Word for word, transcribe the data below from the line with "self.state.lock().unresponsive = unresponsive;" to the line with "state.rx.extend(reply.immediate);", keeping both of those lines.

————————

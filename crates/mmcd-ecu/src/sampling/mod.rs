//! Sampling engine
//!
//! Drives poll cycles over any [`SamplePoller`](mmcd_core::SamplePoller)
//! on a background task and fans the results out to subscribers.

mod engine;
mod stats;

pub use engine::{
    DisconnectCallback, EngineStatus, ErrorCallback, SampleCallback, SamplingEngine,
};
pub use stats::EngineStats;
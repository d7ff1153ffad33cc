//! Mock transport for testing
//!
//! Plays the ECU side of the line from a script: every byte sent is looked
//! up in a reply table, and the matching reply is made readable either
//! immediately or after a delay. All timing uses the tokio clock, so tests
//! can run with a paused clock.

use std::collections::{HashMap, VecDeque};
use std::sync::Arc;
use std::time::Duration;

use async_trait::async_trait;
use parking_lot::Mutex;
use tokio::time::Instant;

use super::{Transport, TransportError};

/// Scripted reply to one request byte
#[derive(Debug, Clone, Default, PartialEq, Eq)]
pub struct MockReply {
    /// Readable as soon as the request is sent
    pub immediate: Vec<u8>,
    /// Readable after the given delay
    pub delayed: Option<(Duration, Vec<u8>)>,
}

impl MockReply {
    /// Sensor reply: echo followed by the data byte
    pub fn sensor(address: u8, value: u8) -> Self {
        Self::bytes(vec![address, value])
    }

    /// Command reply: echo now, result byte after `delay`
    pub fn command(command: u8, delay: Duration, result: u8) -> Self {
        Self {
            immediate: vec![command],
            delayed: Some((delay, vec![result])),
        }
    }

    /// Arbitrary immediate bytes
    pub fn bytes(bytes: Vec<u8>) -> Self {
        Self {
            immediate: bytes,
            delayed: None,
        }
    }
}

#[derive(Default)]
struct MockState {
    replies: HashMap<u8, MockReply>,
    rx: VecDeque<u8>,
    pending: VecDeque<(Instant, Vec<u8>)>,
    sent: Vec<u8>,
    send_count: usize,
    receive_count: usize,
    flush_count: usize,
    unresponsive: bool,
}

impl MockState {
    fn deliver_due(&mut self, now: Instant) {
        while let Some((ready, _)) = self.pending.front() {
            if *ready > now {
                break;
            }
            if let Some((_, bytes)) = self.pending.pop_front() {
                self.rx.extend(bytes);
            }
        }
    }
}

/// Scripted ECU on the other end of a fake serial line
pub struct MockTransport {
    name: String,
    read_timeout: Duration,
    open: bool,
    state: Arc<Mutex<MockState>>,
}

/// Inspection and scripting handle that stays valid after the transport
/// has been moved into a protocol engine
#[derive(Clone)]
pub struct MockHandle {
    state: Arc<Mutex<MockState>>,
}

impl MockTransport {
    pub fn new() -> Self {
        Self {
            name: "mock".to_string(),
            read_timeout: Duration::from_millis(500),
            open: true,
            state: Arc::new(Mutex::new(MockState::default())),
        }
    }

    /// Mock that answers every given `(address, value)` sensor query
    pub fn with_sensors(values: &[(u8, u8)]) -> Self {
        let mock = Self::new();
        let handle = mock.handle();
        for &(address, value) in values {
            handle.set_reply(address, MockReply::sensor(address, value));
        }
        mock
    }

    pub fn with_read_timeout(mut self, read_timeout: Duration) -> Self {
        self.read_timeout = read_timeout;
        self
    }

    pub fn handle(&self) -> MockHandle {
        MockHandle {
            state: Arc::clone(&self.state),
        }
    }
}

impl Default for MockTransport {
    fn default() -> Self {
        Self::new()
    }
}

impl MockHandle {
    /// Set the reply for a request byte, replacing any previous one
    pub fn set_reply(&self, request: u8, reply: MockReply) {
        self.state.lock().replies.insert(request, reply);
    }

    pub fn remove_reply(&self, request: u8) {
        self.state.lock().replies.remove(&request);
    }

    /// Make bytes readable right now, as if the ECU sent them unasked
    pub fn inject(&self, bytes: &[u8]) {
        self.state.lock().rx.extend(bytes.iter().copied());
    }

    /// Stop answering anything (cable pulled, ignition off)
    pub fn set_unresponsive(&self, unresponsive: bool) {
        self.state.lock().unresponsive = unresponsive;
    }

    /// Every byte sent so far, in order
    pub fn sent(&self) -> Vec<u8> {
        self.state.lock().sent.clone()
    }

    pub fn send_count(&self) -> usize {
        self.state.lock().send_count
    }

    pub fn receive_count(&self) -> usize {
        self.state.lock().receive_count
    }

    pub fn flush_count(&self) -> usize {
        self.state.lock().flush_count
    }

    /// Bytes readable but not yet read
    pub fn unread(&self) -> usize {
        self.state.lock().rx.len()
    }
}

#[async_trait]
impl Transport for MockTransport {
    async fn send(&mut self, data: &[u8]) -> Result<(), TransportError> {
        if !self.open {
            return Err(TransportError::NotOpen);
        }
        let now = Instant::now();
        let mut state = self.state.lock();
        state.send_count += 1;
        state.sent.extend_from_slice(data);
        if state.unresponsive {
            return Ok(());
        }
        for byte in data {
            let Some(reply) = state.replies.get(byte).cloned() else {
                continue;
            };
            state.rx.extend(reply.immediate);
            if let Some((delay, bytes)) = reply.delayed {
                state.pending.push_back((now + delay, bytes));
            }
        }
        tracing::debug!(?data, "Mock transport: sent");
        Ok(())
    }

    async fn receive(&mut self, buf: &mut [u8]) -> Result<usize, TransportError> {
        if !self.open {
            return Err(TransportError::NotOpen);
        }
        let deadline = Instant::now() + self.read_timeout;
        self.state.lock().receive_count += 1;

        loop {
            let next_ready = {
                let mut state = self.state.lock();
                state.deliver_due(Instant::now());
                if !state.rx.is_empty() {
                    let n = buf.len().min(state.rx.len());
                    for (slot, byte) in buf.iter_mut().zip(state.rx.drain(..n)) {
                        *slot = byte;
                    }
                    return Ok(n);
                }
                state.pending.front().map(|(ready, _)| *ready)
            };

            if Instant::now() >= deadline {
                return Ok(0);
            }
            let wake = next_ready.map_or(deadline, |ready| ready.min(deadline));
            tokio::time::sleep_until(wake).await;
        }
    }

    async fn flush(&mut self) -> Result<(), TransportError> {
        if !self.open {
            return Err(TransportError::NotOpen);
        }
        let mut state = self.state.lock();
        state.flush_count += 1;
        state.rx.clear();
        Ok(())
    }

    async fn close(&mut self) -> Result<(), TransportError> {
        self.open = false;
        Ok(())
    }

    fn is_open(&self) -> bool {
        self.open
    }

    fn port_name(&self) -> &str {
        &self.name
    }
}
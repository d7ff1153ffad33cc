//! Probe command - check the ECU answers

use anyhow::Result;
use mmcd_core::SensorTable;
use mmcd_ecu::protocol::PROBE_ADDRESS;
use mmcd_ecu::{EcuConfig, Session};
use std::sync::Arc;

use crate::output::OutputContext;

/// Open the port and query engine speed once
pub async fn probe(config: &EcuConfig, table: Arc<SensorTable>, ctx: &OutputContext) -> Result<()> {
    let mut config = config.clone();
    config.connection.probe_on_connect = false;

    ctx.info(&format!("Probing ECU on {}...", config.connection.port));
    let session = Session::connect(&config, Arc::clone(&table)).await?;
    let Some(ecu) = session.ecu().cloned() else {
        anyhow::bail!("Session has no ECU");
    };

    let result = ecu.probe().await;
    session.close().await?;
    let raw = result?;

    let rpm = table
        .find_by_address(PROBE_ADDRESS)
        .map(|(_, def)| def.format(raw, config.units))
        .unwrap_or_else(|| raw.to_string());
    ctx.success(&format!("ECU responded, engine speed {rpm}"));
    Ok(())
}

————————

• Solution to this problem
        self.state.lock().unresponsive = unresponsive;
    }

    /// Every byte sent so far, in order
    pub fn sent(&self) -> Vec<u8> {
        self.state.lock().sent.clone()
    }

    pub fn send_count(&self) -> usize {
        self.state.lock().send_count
    }

    pub fn receive_count(&self) -> usize {
        self.state.lock().receive_count
    }

    pub fn flush_count(&self) -> usize {
        self.state.lock().flush_count
    }

    /// Bytes readable but not yet read
    pub fn unread(&self) -> usize {
        self.state.lock().rx.len()
    }
}

#[async_trait]
impl Transport for MockTransport {
    async fn send(&mut self, data: &[u8]) -> Result<(), TransportError> {
        if !self.open {
            return Err(TransportError::NotOpen);
        }
        let now = Instant::now();
        let mut state = self.state.lock();
        state.send_count += 1;
        state.sent.extend_from_slice(data);
        if state.unresponsive {
            return Ok(());
        }
        for byte in data {
            let Some(reply) = state.replies.get(byte).cloned() else {
                continue;
            };
            state.rx.extend(reply.immediate);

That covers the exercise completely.